Dampak-dampak yang muncul dari kekerasan yang dialami oleh korban ini menuntut adanya penanganan khusus. Jika dampak ini dibiarkan maka tidak menutup kemungkinan bahwa suatu saat nanti menjadi cikal bakal munculnya kekerasan baru yang dialami oleh korban atau berkebalikan yaitu korban kekerasan berkemungkinan menjadi pelaku kekerasan. Dalam social learning theory yang dikembangkan oleh Albert Bandura menyatakan bahwa faktor sosial dan kognitif serta factor pelaku memainkan peran penting dalam pembelajaran. Jika merujuk pada teori ini apa yang dialami korban, bagaimana sosial memandang korban itu sendiri, serta pola pikir dari korban yang mana selama ini pola pikir juga berkaitan dengan pola asuh, pendidikan, atau lingkungan sosialnya sendiri ikut berkontribusi dalam menyumbang pada kognitifnya.  Ketika ditelisir apa yang dialami korban dan bagaimana pola pikirnya serta masyarakat yang tidak mendukung korban dalam artian memberikan pelabelan, ataupun mengucilkan korban maka sangat dimungkinkan bahwa korban akan menjadi pelaku.

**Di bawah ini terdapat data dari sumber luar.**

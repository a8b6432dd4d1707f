//! Request dispatch.
//!
//! A [`Dispatcher`] turns an [`ApiCall`] descriptor plus per-call
//! [`RequestOptions`] into exactly one HTTP exchange. It applies the Basic
//! authorization header, records a debug line for the outcome, and hands back
//! the response body on success or the original failure otherwise. It never
//! retries.

use std::fmt;
use std::time::Duration;

use billplz_core::{BillplzError, BillplzResult};
use reqwest::header::{AUTHORIZATION, CONTENT_TYPE};
use serde::de::DeserializeOwned;
use serde::Serialize;
use serde_json::Value;

/// Source tag attached to every dispatch log record.
pub const LOG_SOURCE: &str = "BillplzClient";

/// HTTP verbs used by the gateway API.
#[derive(Debug, Clone, Copy, PartialEq, Eq, Hash)]
pub enum HttpMethod {
    Get,
    Post,
    Put,
    Patch,
    Delete,
}

impl HttpMethod {
    /// Whether calls with this verb carry a request body.
    pub fn has_body(&self) -> bool {
        matches!(self, HttpMethod::Post | HttpMethod::Put | HttpMethod::Patch)
    }

    fn as_reqwest(&self) -> reqwest::Method {
        match self {
            HttpMethod::Get => reqwest::Method::GET,
            HttpMethod::Post => reqwest::Method::POST,
            HttpMethod::Put => reqwest::Method::PUT,
            HttpMethod::Patch => reqwest::Method::PATCH,
            HttpMethod::Delete => reqwest::Method::DELETE,
        }
    }
}

impl fmt::Display for HttpMethod {
    fn fmt(&self, f: &mut fmt::Formatter<'_>) -> fmt::Result {
        f.write_str(self.as_reqwest().as_str())
    }
}

/// Descriptor of a single API call.
#[derive(Debug, Clone, PartialEq, Eq)]
pub struct ApiCall {
    pub method: HttpMethod,
    /// Fully resolved URL.
    pub url: String,
    /// Label used in log records and API errors.
    pub action: &'static str,
}

impl ApiCall {
    pub fn new(method: HttpMethod, url: impl Into<String>, action: &'static str) -> Self {
        Self {
            method,
            url: url.into(),
            action,
        }
    }
}

/// Per-call options.
///
/// `api_key` replaces the configured credential for this call only. It is
/// consumed into the Authorization header and forwarded nowhere else.
#[derive(Clone, Default)]
pub struct RequestOptions {
    pub api_key: Option<String>,
    pub query: Vec<(String, String)>,
    pub timeout: Option<Duration>,
}

impl RequestOptions {
    pub fn new() -> Self {
        Self::default()
    }

    pub fn with_api_key(mut self, api_key: impl Into<String>) -> Self {
        self.api_key = Some(api_key.into());
        self
    }

    pub fn with_query(mut self, key: impl Into<String>, value: impl Into<String>) -> Self {
        self.query.push((key.into(), value.into()));
        self
    }

    pub fn with_timeout(mut self, timeout: Duration) -> Self {
        self.timeout = Some(timeout);
        self
    }
}

impl fmt::Debug for RequestOptions {
    fn fmt(&self, f: &mut fmt::Formatter<'_>) -> fmt::Result {
        f.debug_struct("RequestOptions")
            .field("api_key", &self.api_key.as_ref().map(|_| "[redacted]"))
            .field("query", &self.query)
            .field("timeout", &self.timeout)
            .finish()
    }
}

/// A request ready to go on the wire.
#[derive(Debug, Clone, PartialEq)]
pub struct PreparedRequest {
    pub method: HttpMethod,
    pub url: String,
    /// Full Authorization header value.
    pub authorization: String,
    pub query: Vec<(String, String)>,
    pub timeout: Option<Duration>,
    pub body: Option<Value>,
}

/// Issues authenticated calls against the gateway.
#[derive(Clone)]
pub struct Dispatcher {
    http: reqwest::Client,
    api_key: String,
    debug: bool,
    timeout: Option<Duration>,
}

impl Dispatcher {
    /// Creates a dispatcher using `api_key` as the default credential.
    pub fn new(http: reqwest::Client, api_key: impl Into<String>, debug: bool) -> Self {
        Self {
            http,
            api_key: api_key.into(),
            debug,
            timeout: None,
        }
    }

    /// Sets the default per-request timeout.
    pub fn with_timeout(mut self, timeout: Option<Duration>) -> Self {
        self.timeout = timeout;
        self
    }

    /// Returns the underlying HTTP client.
    pub fn http_client(&self) -> &reqwest::Client {
        &self.http
    }

    /// Builds a caller bound to one call descriptor.
    pub fn caller(&self, method: HttpMethod, url: impl Into<String>, action: &'static str) -> ApiCaller<'_> {
        ApiCaller {
            dispatcher: self,
            call: ApiCall::new(method, url, action),
        }
    }

    /// Resolves headers, options and body for a call without sending it.
    ///
    /// Bodyless verbs reject a body. Verbs with a body send `{}` when none
    /// is given.
    pub fn prepare(
        &self,
        call: &ApiCall,
        body: Option<Value>,
        options: &RequestOptions,
    ) -> BillplzResult<PreparedRequest> {
        let body = match (call.method.has_body(), body) {
            (false, Some(_)) => {
                return Err(BillplzError::config(format!(
                    "{} '{}' does not take a request body",
                    call.method, call.action
                )));
            }
            (false, None) => None,
            (true, Some(body)) => Some(body),
            (true, None) => Some(Value::Object(Default::default())),
        };

        // An empty override counts as absent
        let credential = options
            .api_key
            .as_deref()
            .filter(|key| !key.is_empty())
            .unwrap_or(&self.api_key);
        if credential.trim().is_empty() {
            return Err(BillplzError::missing_config("api_key"));
        }

        Ok(PreparedRequest {
            method: call.method,
            url: call.url.clone(),
            authorization: format!("Basic {}", credential),
            query: options.query.clone(),
            timeout: options.timeout.or(self.timeout),
            body,
        })
    }

    /// Sends a prepared request and decodes the response body.
    pub async fn execute<T: DeserializeOwned>(
        &self,
        call: &ApiCall,
        prepared: PreparedRequest,
    ) -> BillplzResult<T> {
        let mut request = self
            .http
            .request(prepared.method.as_reqwest(), &prepared.url)
            .header(AUTHORIZATION, prepared.authorization);

        if !prepared.query.is_empty() {
            request = request.query(&prepared.query);
        }
        if let Some(timeout) = prepared.timeout {
            request = request.timeout(timeout);
        }
        if let Some(body) = &prepared.body {
            request = request.header(CONTENT_TYPE, "application/json").json(body);
        }

        let response = match request.send().await {
            Ok(response) => response,
            Err(err) => {
                self.log_failure(
                    call,
                    err.status().map(|s| s.as_u16()),
                    err.status().and_then(|s| s.canonical_reason()),
                    None,
                );
                return Err(BillplzError::Transport(err));
            }
        };

        let status = response.status();
        let status_text = status.canonical_reason().unwrap_or_default();

        if !status.is_success() {
            let body = read_error_body(call, status.as_u16(), response.bytes().await);
            self.log_failure(call, Some(status.as_u16()), Some(status_text), Some(&body));
            return Err(BillplzError::Api {
                action: call.action.to_string(),
                status: status.as_u16(),
                status_text: status_text.to_string(),
                body,
            });
        }

        if self.debug {
            tracing::debug!(
                source = LOG_SOURCE,
                action = call.action,
                status = status.as_u16(),
                status_text,
            );
        }

        let bytes = response.bytes().await?;
        if bytes.iter().all(u8::is_ascii_whitespace) {
            return Ok(serde_json::from_value(Value::Null)?);
        }
        Ok(serde_json::from_slice(&bytes)?)
    }

    fn log_failure(
        &self,
        call: &ApiCall,
        status: Option<u16>,
        status_text: Option<&str>,
        body: Option<&Value>,
    ) {
        if !self.debug {
            return;
        }
        let body = body.map(|b| b.to_string()).unwrap_or_default();
        tracing::debug!(
            source = LOG_SOURCE,
            action = call.action,
            status = ?status,
            status_text = ?status_text,
            body = %body,
        );
    }
}

impl fmt::Debug for Dispatcher {
    fn fmt(&self, f: &mut fmt::Formatter<'_>) -> fmt::Result {
        f.debug_struct("Dispatcher")
            .field("debug", &self.debug)
            .field("timeout", &self.timeout)
            .finish_non_exhaustive()
    }
}

/// Decodes an error response body. A body that cannot be read is logged and
/// treated as empty so the status still reaches the caller.
fn read_error_body<B: AsRef<[u8]>>(call: &ApiCall, status: u16, read: reqwest::Result<B>) -> Value {
    match read {
        Ok(bytes) => decode_error_body(bytes.as_ref()),
        Err(err) => {
            tracing::warn!(
                source = LOG_SOURCE,
                action = call.action,
                status,
                error = %err,
                "failed to read error response body"
            );
            Value::Null
        }
    }
}

fn decode_error_body(bytes: &[u8]) -> Value {
    if bytes.is_empty() {
        return Value::Null;
    }
    serde_json::from_slice(bytes)
        .unwrap_or_else(|_| Value::String(String::from_utf8_lossy(bytes).into_owned()))
}

/// A dispatcher bound to one call descriptor.
pub struct ApiCaller<'a> {
    dispatcher: &'a Dispatcher,
    call: ApiCall,
}

impl ApiCaller<'_> {
    /// Returns the call descriptor.
    pub fn call(&self) -> &ApiCall {
        &self.call
    }

    /// Sends the call without a request body.
    pub async fn send<T: DeserializeOwned>(&self, options: &RequestOptions) -> BillplzResult<T> {
        let prepared = self.dispatcher.prepare(&self.call, None, options)?;
        self.dispatcher.execute(&self.call, prepared).await
    }

    /// Sends the call with a JSON body.
    pub async fn send_json<B, T>(&self, body: &B, options: &RequestOptions) -> BillplzResult<T>
    where
        B: Serialize + ?Sized,
        T: DeserializeOwned,
    {
        let body = serde_json::to_value(body)?;
        let prepared = self.dispatcher.prepare(&self.call, Some(body), options)?;
        self.dispatcher.execute(&self.call, prepared).await
    }
}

Tugas kita bersama saat ini adalah mau mengambil peran sebagai apa ketika harus berhadapan atau melihat kekerasan terhadap perempuan ada di depan kita? Akan kah kita biarkan sampai muncul disuatu saat nanti korban tersebut menjadi korban lagi atau justru muncul dalam wajah pelaku?